Possibly a loose connection, lighting circuits are daisy chained, perhaps the porch light is the first in the run.
If you are competent and happy to do so, check all the connections in the roses and switches.
More likely the roses or junction boxes.


----------



## Adam4868 (7 May 2021)

Mark Grant said:


> Possibly a loose connection, lighting circuits are daisy chained, perhaps the porch light is the first in the run.
> If you are competent and happy to do so, check all the connections in the roses and switches.
> More likely the roses or junction boxes.


Thanks I'll wait till it's light tommorow and I've a clear head ! Or try and get a spark.


----------



## Mark Grant (7 May 2021)

Adam4868 said:


> Thanks I'll wait till it's light tommorow and I've a clear head ! Or try and get a spark.


Trip the breaker first and you should be OK!


----------



## Adam4868 (7 May 2021)

Mark Grant said:


> Trip the breaker first and you should be OK!


Thanks yes thought I'd cured it by removing outside light.Worked fine all lights ok for two days.Then tonight,no trip but all light bar the front two.Thanks for your time !


----------



## Mike_P (7 May 2021)

Water is often the cause of a trip, had it with a leak on the washer and a iron on steam. Check the isolation on any outside connection boxes etc.


----------



## sleuthey (8 May 2021)

slowmotion said:


> Are all the iffy lights on the same circuit breaker? If so, it might be a loose connection somewhere near (or on) the porch light.


This ^^
It’s unlikely the outside light itself will form part of the of a radial main (daisy chain). There is probably a junction box for it indoors (may well be behind its switch) and this is the first thing I would check.


----------



## Adam4868 (8 May 2021)

sleuthey said:


> This ^^
> It’s unlikely the outside light itself will form part of the of a radial main (daisy chain).

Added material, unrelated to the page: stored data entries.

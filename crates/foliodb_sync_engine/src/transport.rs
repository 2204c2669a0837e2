//! Transport abstraction for replication.

use crate::error::{SyncError, SyncResult};
use foliodb_sync_protocol::{
    HandshakeRequest, HandshakeResponse, PullRequest, PullResponse, PushRequest, PushResponse,
};
use parking_lot::Mutex;
use std::sync::atomic::{AtomicBool, Ordering};

/// Carries replication messages to and from a sync server.
///
/// Abstracting the wire lets replication run over HTTP, a loopback server
/// in tests, or anything else that can move CBOR frames.
pub trait SyncTransport: Send + Sync {
    /// Performs the handshake.
    fn handshake(&self, request: &HandshakeRequest) -> SyncResult<HandshakeResponse>;

    /// Pulls operations from the server.
    fn pull(&self, request: &PullRequest) -> SyncResult<PullResponse>;

    /// Pushes operations to the server.
    fn push(&self, request: &PushRequest) -> SyncResult<PushResponse>;

    /// Returns true while the transport is usable.
    fn is_connected(&self) -> bool;

    /// Closes the transport.
    fn close(&self) -> SyncResult<()>;
}

/// A scripted transport for tests.
#[derive(Default)]
pub struct MockTransport {
    connected: AtomicBool,
    handshake_response: Mutex<Option<HandshakeResponse>>,
    pull_responses: Mutex<Vec<PullResponse>>,
    push_response: Mutex<Option<PushResponse>>,
    pushed: Mutex<Vec<PushRequest>>,
}

impl MockTransport {
    /// Creates a connected mock with no scripted responses.
    pub fn new() -> Self {
        Self {
            connected: AtomicBool::new(true),
            handshake_response: Mutex::new(None),
            pull_responses: Mutex::new(Vec::new()),
            push_response: Mutex::new(None),
            pushed: Mutex::new(Vec::new()),
        }
    }

    /// Scripts the handshake response.
    pub fn set_handshake_response(&self, response: HandshakeResponse) {
        *self.handshake_response.lock() = Some(response);
    }

    /// Queues a pull response; responses are served in order, and the
    /// last one repeats.
    pub fn enqueue_pull_response(&self, response: PullResponse) {
        self.pull_responses.lock().push(response);
    }

    /// Scripts the push response.
    pub fn set_push_response(&self, response: PushResponse) {
        *self.push_response.lock() = Some(response);
    }

    /// Returns the push requests seen so far.
    pub fn pushed_requests(&self) -> Vec<PushRequest> {
        self.pushed.lock().clone()
    }

    /// Sets the connected state.
    pub fn set_connected(&self, connected: bool) {
        self.connected.store(connected, Ordering::SeqCst);
    }
}

impl SyncTransport for MockTransport {
    fn handshake(&self, _request: &HandshakeRequest) -> SyncResult<HandshakeResponse> {
        if !self.is_connected() {
            return Err(SyncError::NotConnected);
        }
        self.handshake_response
            .lock()
            .clone()
            .ok_or_else(|| SyncError::Protocol("no scripted handshake response".into()))
    }

    fn pull(&self, _request: &PullRequest) -> SyncResult<PullResponse> {
        if !self.is_connected() {
            return Err(SyncError::NotConnected);
        }
        let mut responses = self.pull_responses.lock();
        if responses.is_empty() {
            return Err(SyncError::Protocol("no scripted pull response".into()));
        }
        if responses.len() == 1 {
            Ok(responses[0].clone())
        } else {
            Ok(responses.remove(0))
        }
    }

    fn push(&self, request: &PushRequest) -> SyncResult<PushResponse> {
        if !self.is_connected() {
            return Err(SyncError::NotConnected);
        }
        self.pushed.lock().push(request.clone());
        self.push_response
            .lock()
            .clone()
            .ok_or_else(|| SyncError::Protocol("no scripted push response".into()))
    }

    fn is_connected(&self) -> bool {
        self.connected.load(Ordering::SeqCst)
    }

    fn close(&self) -> SyncResult<()> {
        self.connected.store(false, Ordering::SeqCst);
        Ok(())
    }
}

#[cfg(test)]
mod tests {
    use super::*;

    #[test]
    fn mock_tracks_connection_state() {
        let transport = MockTransport::new();
        assert!(transport.is_connected());
        transport.close().unwrap();
        assert!(!transport.is_connected());

        let request = HandshakeRequest::new("client", 0);
        assert!(matches!(
            transport.handshake(&request),
            Err(SyncError::NotConnected)
        ));
    }

    #[test]
    fn mock_serves_scripted_responses() {
        let transport = MockTransport::new();
        transport.set_handshake_response(HandshakeResponse::success(5));
        transport.enqueue_pull_response(PullResponse::new(vec![], 5, false));

        let response = transport
            .handshake(&HandshakeRequest::new("client", 0))
            .unwrap();
        assert_eq!(response.server_cursor, 5);

        let pull = transport.pull(&PullRequest::new(0, 10)).unwrap();
        assert!(pull.operations.is_empty());
    }

    #[test]
    fn mock_records_pushes() {
        let transport = MockTransport::new();
        transport.set_push_response(PushResponse::success(1));

        transport.push(&PushRequest::new(vec![])).unwrap();
        assert_eq!(transport.pushed_requests().len(), 1);
    }
}
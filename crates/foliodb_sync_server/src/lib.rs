//! # FolioDB Sync Server
//!
//! Reference sync server for FolioDB replication.
//!
//! The server keeps an authoritative in-memory store plus an operation
//! log and answers the three replication endpoints:
//!
//! - `/sync/handshake` negotiates the protocol version and reports the
//!   server cursor
//! - `/sync/pull` streams operations after a client's cursor
//! - `/sync/push` applies client operations, resolving divergence with
//!   the configured conflict policy
//!
//! # Authentication
//!
//! Authentication is optional. When enabled the server validates an
//! HMAC-SHA256 bearer token on every request; tokens travel in the
//! `Authorization` header, never in URLs.
//!
//! ```
//! use foliodb_sync_server::{ServerConfig, SyncServer};
//!
//! let config = ServerConfig::default().with_auth(b"shared-secret".to_vec());
//! let server = SyncServer::new(config).unwrap();
//! let token = server.issue_token("laptop-1").unwrap();
//! # let _ = token;
//! ```

#![deny(unsafe_code)]
#![warn(missing_docs)]

mod auth;
mod config;
mod error;
mod handler;
mod oplog;
mod server;

pub use auth::{AuthConfig, TokenValidator};
pub use config::ServerConfig;
pub use error::{ServerError, ServerResult};
pub use handler::{HandlerContext, RequestHandler};
pub use oplog::ServerLog;
pub use server::SyncServer;
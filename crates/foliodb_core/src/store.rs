//! The document store facade.

use crate::change_feed::{ChangeEvent, ChangeFeed};
use crate::codec;
use crate::config::Config;
use crate::dir::DatabaseDir;
use crate::document::{Attachment, Document, DocumentId, NewDocument};
use crate::error::{StoreError, StoreResult};
use crate::index::{IndexDefinition, IndexEngine};
use crate::journal::{Journal, JournalRecord};
use crate::revision::{content_digest, Revision};
use crate::search::{self, SearchField};
use chrono::Utc;
use foliodb_storage::{FileBackend, InMemoryBackend, StorageBackend};
use parking_lot::RwLock;
use std::collections::{BTreeMap, HashMap};
use std::path::Path;
use std::sync::atomic::{AtomicBool, Ordering};
use std::sync::mpsc::Receiver;

/// Options for listing documents.
#[derive(Debug, Clone, Copy, Default)]
pub struct ListOptions {
    /// Whether attachment payloads are returned inline instead of stubs.
    pub include_attachment_data: bool,
}

impl ListOptions {
    /// Creates the default options: attachment stubs only.
    #[must_use]
    pub fn new() -> Self {
        Self::default()
    }

    /// Sets whether attachment payloads are returned inline.
    #[must_use]
    pub const fn include_attachment_data(mut self, value: bool) -> Self {
        self.include_attachment_data = value;
        self
    }
}

/// Outcome of applying a replicated operation.
#[derive(Debug, Clone, Copy, PartialEq, Eq)]
pub enum RemoteOutcome {
    /// The operation won and was committed.
    Applied,
    /// The local version was newer or equal; nothing changed.
    Ignored,
}

struct Inner {
    /// Live documents, attachments inline.
    docs: BTreeMap<DocumentId, Document>,
    /// Deleted ids and their tombstone revisions. Kept so a re-insert
    /// continues the generation chain and remote deletes stay idempotent.
    tombstones: HashMap<DocumentId, Revision>,
    next_seq: u64,
}

/// An open document database.
///
/// All methods take `&self`; the store is internally synchronized and can
/// be shared across threads behind an `Arc`. Durability comes from an
/// append-only journal replayed at open.
pub struct Store {
    // Holds the directory lock for on-disk stores.
    _dir: Option<DatabaseDir>,
    journal: Journal,
    inner: RwLock<Inner>,
    indexes: RwLock<IndexEngine>,
    feed: ChangeFeed,
    open: AtomicBool,
}
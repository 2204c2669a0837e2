//! Storage backend trait.

use crate::error::StorageResult;

/// A low-level append-only byte store.
///
/// Backends never interpret the bytes they hold. The journal layer in
/// `foliodb_core` owns all framing and encoding.
///
/// # Invariants
///
/// - `append` returns the offset the data was written at
/// - `read_at` returns exactly the bytes previously written there
/// - after `sync_all` returns, appended data survives process termination
/// - implementations are `Send + Sync`
pub trait StorageBackend: Send + Sync {
    /// Reads `len` bytes starting at `offset`.
    ///
    /// # Errors
    ///
    /// Returns [`crate::StorageError::ReadPastEnd`] if the range extends
    /// beyond the current size, or an I/O error.
    fn read_at(&self, offset: u64, len: usize) -> StorageResult<Vec<u8>>;

    /// Appends data, returning the offset it was written at.
    fn append(&mut self, data: &[u8]) -> StorageResult<u64>;

    /// Pushes buffered writes to the OS.
    fn flush(&mut self) -> StorageResult<()>;

    /// Syncs data and metadata to durable storage.
    fn sync_all(&mut self) -> StorageResult<()>;

    /// Returns the current size in bytes (the next append offset).
    fn size(&self) -> StorageResult<u64>;

    /// Truncates the store to `new_size` bytes.
    ///
    /// Used by journal compaction to discard rewritten history.
    ///
    /// # Errors
    ///
    /// Returns [`crate::StorageError::TruncateBeyondEnd`] if `new_size`
    /// exceeds the current size.
    fn truncate(&mut self, new_size: u64) -> StorageResult<()>;
}
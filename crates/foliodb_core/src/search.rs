//! Pattern search over document fields.

use crate::document::Document;
use crate::error::{StoreError, StoreResult};
use regex::RegexBuilder;

/// Field a search pattern is matched against.
#[derive(Debug, Clone, Copy, PartialEq, Eq)]
pub enum SearchField {
    /// Match against the document title.
    Title,
    /// Match against the document body.
    Body,
}

impl SearchField {
    pub(crate) fn name(self) -> &'static str {
        match self {
            Self::Title => "title",
            Self::Body => "body",
        }
    }
}

/// Filters `docs` by a case-insensitive, unanchored regex over `field`.
///
/// An empty pattern matches every document. A pattern that matches nothing
/// yields an empty vec, never an error. Patterns that fail to compile are
/// rejected as [`StoreError::InvalidQuery`].
pub(crate) fn filter<'a>(
    docs: impl Iterator<Item = &'a Document>,
    field: SearchField,
    pattern: &str,
) -> StoreResult<Vec<Document>> {
    if pattern.is_empty() {
        return Ok(docs.cloned().collect());
    }

    let regex = RegexBuilder::new(pattern)
        .case_insensitive(true)
        .build()
        .map_err(|err| StoreError::InvalidQuery(err.to_string()))?;

    Ok(docs
        .filter(|doc| {
            doc.field(field.name())
                .is_some_and(|value| regex.is_match(value))
        })
        .cloned()
        .collect())
}

#[cfg(test)]
mod tests {
    use super::*;
    use crate::document::DocumentId;

    fn doc(id: &str, title: &str, body: &str) -> Document {
        Document::with_id(DocumentId::new(id).unwrap(), title, body)
    }

    #[test]
    fn empty_pattern_matches_all() {
        let docs = [doc("a", "one", ""), doc("b", "two", "")];
        let hits = filter(docs.iter(), SearchField::Title, "").unwrap();
        assert_eq!(hits.len(), 2);
    }

    #[test]
    fn matching_is_case_insensitive_substring() {
        let docs = [doc("a", "Meeting Notes", ""), doc("b", "groceries", "")];
        let hits = filter(docs.iter(), SearchField::Title, "notes").unwrap();
        assert_eq!(hits.len(), 1);
        assert_eq!(hits[0].id().as_str(), "a");
    }

    #[test]
    fn no_match_is_empty_not_error() {
        let docs = [doc("a", "one", "")];
        let hits = filter(docs.iter(), SearchField::Title, "zzz").unwrap();
        assert!(hits.is_empty());
    }

    #[test]
    fn regex_syntax_is_supported() {
        let docs = [doc("a", "", "report 2024"), doc("b", "", "report draft")];
        let hits = filter(docs.iter(), SearchField::Body, r"report \d+").unwrap();
        assert_eq!(hits.len(), 1);
        assert_eq!(hits[0].id().as_str(), "a");
    }

    #[test]
    fn invalid_pattern_is_rejected() {
        let docs = [doc("a", "one", "")];
        assert!(matches!(
            filter(docs.iter(), SearchField::Title, "(unclosed"),
            Err(StoreError::InvalidQuery(_))
        ));
    }
}
//! # FolioDB Sync Protocol
//!
//! Replication protocol types and CBOR codecs for FolioDB.
//!
//! This crate provides:
//! - [`ReplicationOp`] for replicated document changes
//! - [`Conflict`] and [`ConflictPolicy`] for divergent-write resolution
//! - Protocol messages (handshake, pull, push)
//!
//! This is a pure protocol crate with no I/O.

#![deny(unsafe_code)]
#![warn(missing_docs)]

mod codec;
mod conflict;
mod error;
mod messages;
mod operation;

pub use codec::{decode, encode};
pub use conflict::{Conflict, ConflictPolicy, ConflictWinner};
pub use error::{ProtocolError, ProtocolResult};
pub use messages::{
    HandshakeRequest, HandshakeResponse, PullRequest, PullResponse, PushRequest, PushResponse,
};
pub use operation::{OperationKind, ReplicationOp};

/// Protocol version spoken by this crate.
pub const PROTOCOL_VERSION: u16 = 1;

There is probably a junction box for it indoors (may well be behind its switch) and this is the first thing I would check.


I'll have a look when home from work thanks ! Like I say the light in the porch and outside light are on one double switch and both work fine,no tripping but the rest of downstairs is off.Was tripping 3 days ago but could reset and fine.Then now nothing.


----------



## sleuthey (8 May 2021)

Adam4868 said:


> I'll have a look when home from work thanks ! Like I say the light in the porch and outside light are on one double switch and both work fine,no tripping but the rest of downstairs is off.Was tripping 3 days ago but could reset and fine.Then now nothing.


On that basis I would be unscrewing the Ceiling Rose of the PORCH light and checking all is tight (with the breaker off). The outside light probably piggybacks current off the porch light and the rose will effectively be the junction box.


----------



## Adam4868 (8 May 2021)

Thanks I'll let you know how I get on later


----------



## Adam4868 (8 May 2021)

sleuthey said:


> On that basis I would be unscrewing the Ceiling Rose of the PORCH light and checking all is tight (with the breaker off). The outside light probably piggybacks current off the porch light and the rose will effectively be the junction box.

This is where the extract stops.